Bank of Singapore out to exploit mainland wealth to double portfolio
Bank of Singapore eyes rising affluence in China to double the amount under its care
Asian private wealth manager Bank of Singapore is looking to cash in on China's rising affluence to reach its goal of doubling its global assets under management in four years.
Bank of Singapore, which was formed after Oversea-Chinese Banking Corp acquired Netherlands-based ING Group's Asian private banking business in 2010, said it was close to achieving its earlier goal of doubling assets under management in the three years from 2010.
The bank continues to grow even as private wealth managers in Asia have been struggling this year to shore up their bottom lines because of high costs and slowing growth.
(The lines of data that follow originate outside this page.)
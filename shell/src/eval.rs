use std::convert::Infallible;
use std::ffi::{self, CString};
use std::io::{self, Write};
use std::os::unix::ffi::OsStrExt;
use std::os::unix::io::AsRawFd;
use std::path::Path;

use log::{debug, warn};
use nix::sys::signal::{self, SigHandler, Signal};
use nix::unistd::{self, ForkResult};
use thiserror::Error;

use crate::builtin::Builtin;
use crate::global;
use crate::job::{ProcessSet, WaitStatusExt};
use crate::parser;
use crate::pipe::{PipeChain, StageEnds};
use crate::redirect::{self, RedirectGuard};
use crate::registry::{self, Resolution};
use crate::types::*;

#[derive(Debug, Error)]
pub enum ExecError {
	#[error("{}", .0.desc())]
	NixError(#[from] nix::Error),
	#[error("{}", redirect::os_message(.0))]
	IoError(#[from] io::Error),
	#[error("{0}")]
	NulError(#[from] ffi::NulError),
}

fn report(args: std::fmt::Arguments) {
	let mut stderr = io::stderr();
	let _ = stderr.write_fmt(args);
	let _ = stderr.write_all(b"\n");
}

/// Leaves a forked child without running any destructor of the parent's data.
fn exit_child(status: i32) -> ! {
	let _ = io::stdout().flush();
	let _ = io::stderr().flush();
	unsafe { libc::_exit(status) }
}

fn reset_child_signals() {
	// the shell ignores SIGPIPE and an ignored disposition survives exec
	let _ = unsafe { signal::signal(Signal::SIGPIPE, SigHandler::SigDfl) };
}

fn do_exec(path: &Path, argv: &[String]) -> Result<Infallible, ExecError> {
	let path = CString::new(path.as_os_str().as_bytes())?;
	let argv: Result<Vec<CString>, ffi::NulError> = argv.iter().map(|s| CString::new(s.as_bytes())).collect();
	let argv: Vec<CString> = argv?;
	Ok(unistd::execv(&path, &argv)?)
}

/// Replaces the process image. Only comes back with the reason it failed.
fn exec_external(path: &Path, argv: &[String]) -> ExecError {
	match do_exec(path, argv) {
		Ok(never) => match never {},
		Err(e) => e,
	}
}

fn apply_redirect(redirect: Option<&Redirect>) -> Option<Result<RedirectGuard, redirect::RedirectError>> {
	redirect.map(RedirectGuard::apply)
}

fn run_builtin(state: &mut global::State, builtin: Builtin, argv: &[String]) -> Flow {
	let stdout = io::stdout();
	let stderr = io::stderr();
	let flow = builtin.run(state, argv, &mut stdout.lock(), &mut stderr.lock());
	flow
}

fn external_child(command: &Command, path: &Path) -> ! {
	reset_child_signals();
	let _guard = match apply_redirect(command.redirect.as_ref()) {
		Some(Ok(guard)) => Some(guard),
		Some(Err(e)) => {
			report(format_args!("{}", e));
			exit_child(1)
		},
		None => None,
	};
	let e = exec_external(path, &command.argv);
	report(format_args!("{}: {}", command.name(), e));
	exit_child(126)
}

fn spawn_external(command: &Command, path: &Path) -> Result<u8, ExecError> {
	let mut job = ProcessSet::new(1);
	match job.push_fork()? {
		ForkResult::Parent { .. } => {
			job.wait_all();
			Ok(job.processes()[0].status.code())
		},
		ForkResult::Child => external_child(command, path),
	}
}

/// Runs a lone command. Builtins run in this process so that `cd` and `exit`
/// act on the shell itself.
fn run_single(state: &mut global::State, command: &Command) -> Flow {
	match registry::resolve(command.name()) {
		Resolution::Builtin(builtin) => {
			let _guard = match apply_redirect(command.redirect.as_ref()) {
				Some(Ok(guard)) => Some(guard),
				Some(Err(e)) => {
					report(format_args!("{}", e));
					return Flow::Continue(1);
				},
				None => None,
			};
			run_builtin(state, builtin, &command.argv)
		},
		Resolution::External(path) => {
			debug!("{} -> {}", command.name(), path.display());
			match spawn_external(command, &path) {
				Ok(status) => Flow::Continue(status),
				Err(e) => {
					report(format_args!("{}: {}", command.name(), e));
					Flow::Continue(1)
				},
			}
		},
		Resolution::NotFound => {
			report(format_args!("{}: command not found", command.name()));
			Flow::Continue(127)
		},
	}
}

fn wire_stage(ends: StageEnds) -> nix::Result<()> {
	if let Some(input) = ends.input {
		unistd::dup2(input.as_raw_fd(), libc::STDIN_FILENO)?;
	}
	if let Some(output) = ends.output {
		unistd::dup2(output.as_raw_fd(), libc::STDOUT_FILENO)?;
	}
	Ok(())
}

fn run_stage(state: &mut global::State, command: &Command, is_last: bool) -> i32 {
	let redirect = if is_last { command.redirect.as_ref() } else { None };
	let _guard = match apply_redirect(redirect) {
		Some(Ok(guard)) => Some(guard),
		Some(Err(e)) => {
			report(format_args!("{}", e));
			return 1;
		},
		None => None,
	};
	match registry::resolve(command.name()) {
		Resolution::Builtin(builtin) => match run_builtin(state, builtin, &command.argv) {
			Flow::Continue(0) => 0,
			Flow::Continue(_) => 1,
			Flow::Exit(code) => code,
		},
		Resolution::External(path) => {
			let e = exec_external(&path, &command.argv);
			report(format_args!("{}: {}", command.name(), e));
			126
		},
		Resolution::NotFound => {
			report(format_args!("{}: command not found", command.name()));
			127
		},
	}
}

/// Body of the child forked for stage `i`. It only keeps its own two pipe
/// ends and always terminates the process.
fn stage_child(state: &mut global::State, command: &Command, ends: StageEnds, is_last: bool) -> ! {
	reset_child_signals();
	let status = match wire_stage(ends) {
		Ok(()) => run_stage(state, command, is_last),
		Err(e) => {
			report(format_args!("{}: {}", command.name(), e.desc()));
			1
		},
	};
	exit_child(status)
}

fn spawn_stages(state: &mut global::State, commands: &[Command], job: &mut ProcessSet) -> Result<(), ExecError> {
	let last = commands.len() - 1;
	let chain = PipeChain::new(last)?;
	debug!("{} pipes for {} stages", chain.len(), commands.len());
	for (i, command) in commands.iter().enumerate() {
		if i != last && command.redirect.is_some() {
			warn!("stage {} writes to the next pipe, ignoring its redirection", i);
		}
		match job.push_fork()? {
			ForkResult::Parent { .. } => {},
			ForkResult::Child => stage_child(state, command, chain.into_stage_ends(i), i == last),
		}
	}
	Ok(())
}

/// Forks one child per stage and waits for all of them. If spawning fails
/// half way, the pipes are closed before the started children are reaped.
fn run_pipeline(state: &mut global::State, pipeline: &Pipeline) -> Flow {
	let n = pipeline.commands.len();
	let mut job = ProcessSet::new(n);
	if let Err(e) = spawn_stages(state, &pipeline.commands, &mut job) {
		report(format_args!("pipesh: {}", e));
	}
	job.wait_all();
	for pr in job.processes() {
		debug!("{} {:?}", pr.pid, pr.status);
	}
	match job.processes().last() {
		Some(pr) if job.len() == n => Flow::Continue(pr.status.code()),
		_ => Flow::Continue(1),
	}
}

pub fn eval(state: &mut global::State, pipeline: &Pipeline) -> Flow {
	assert!(pipeline.commands.len() > 0);
	debug!("{:?}", pipeline);
	if pipeline.commands.len() == 1 {
		run_single(state, &pipeline.commands[0])
	} else {
		run_pipeline(state, pipeline)
	}
}

/// Parses and runs one input line. A malformed line runs nothing.
pub fn eval_line(state: &mut global::State, line: &str) -> Flow {
	match parser::parse(line) {
		Ok(Some(pipeline)) => eval(state, &pipeline),
		Ok(None) => Flow::Continue(0),
		Err(e) => {
			report(format_args!("pipesh: {}", e));
			Flow::Continue(2)
		},
	}
}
Many banks in Hong Kong have or are in the process of letting go underperforming private bankers.
Return on assets - a measure of profitability - among private banks in Asia remained the lowest in the world at 65 per cent, despite the huge potential the region provided, said Frankie Leung, a partner at Boston Consulting Group.
One reason for this poor performance was the high cost-income ratio of private wealth managers in Asia, which stood at an average 80 per cent, Leung said. The ratio for commercial banks is usually about 50 per cent.
Sermon Kwan, the chief executive for greater China at Bank of Singapore, said the bank had managed to keep its costs below those of industry rivals and grew its assets under management by 20 per cent to US$36 billion from a year ago. The bank had more than 260 relationship managers and 860 staff in March.
For private banks to stay profitable, each relationship manager needed to attract and maintain at least US$150 million in assets to manage, said Kenny Lam, a McKinsey partner who specialises in private banking.
Bankers who fail to bring in enough assets to manage often face the risk of being laid off after regular performance reviews.
The dismal investment environment, which has led to much lower trading activities, and a fragmented market - exacerbated by increasing competition from newcomers - has made this year especially tough for private banks. Even so, many private banks are still trying to gain access to mainland wealth through their bases in Hong Kong.
According to the Global Wealth Report 2012, issued by Swiss bank Credit Suisse this month, mainland China already has 964,000 millionaires, and that number is projected to climb to 1.9 million by 2017, with household wealth expected to reach US$38 trillion.
In contrast, according to a recent survey of 1,600 people in Hong Kong by HSBC, one in five reported a decrease in wealth in the six months to July.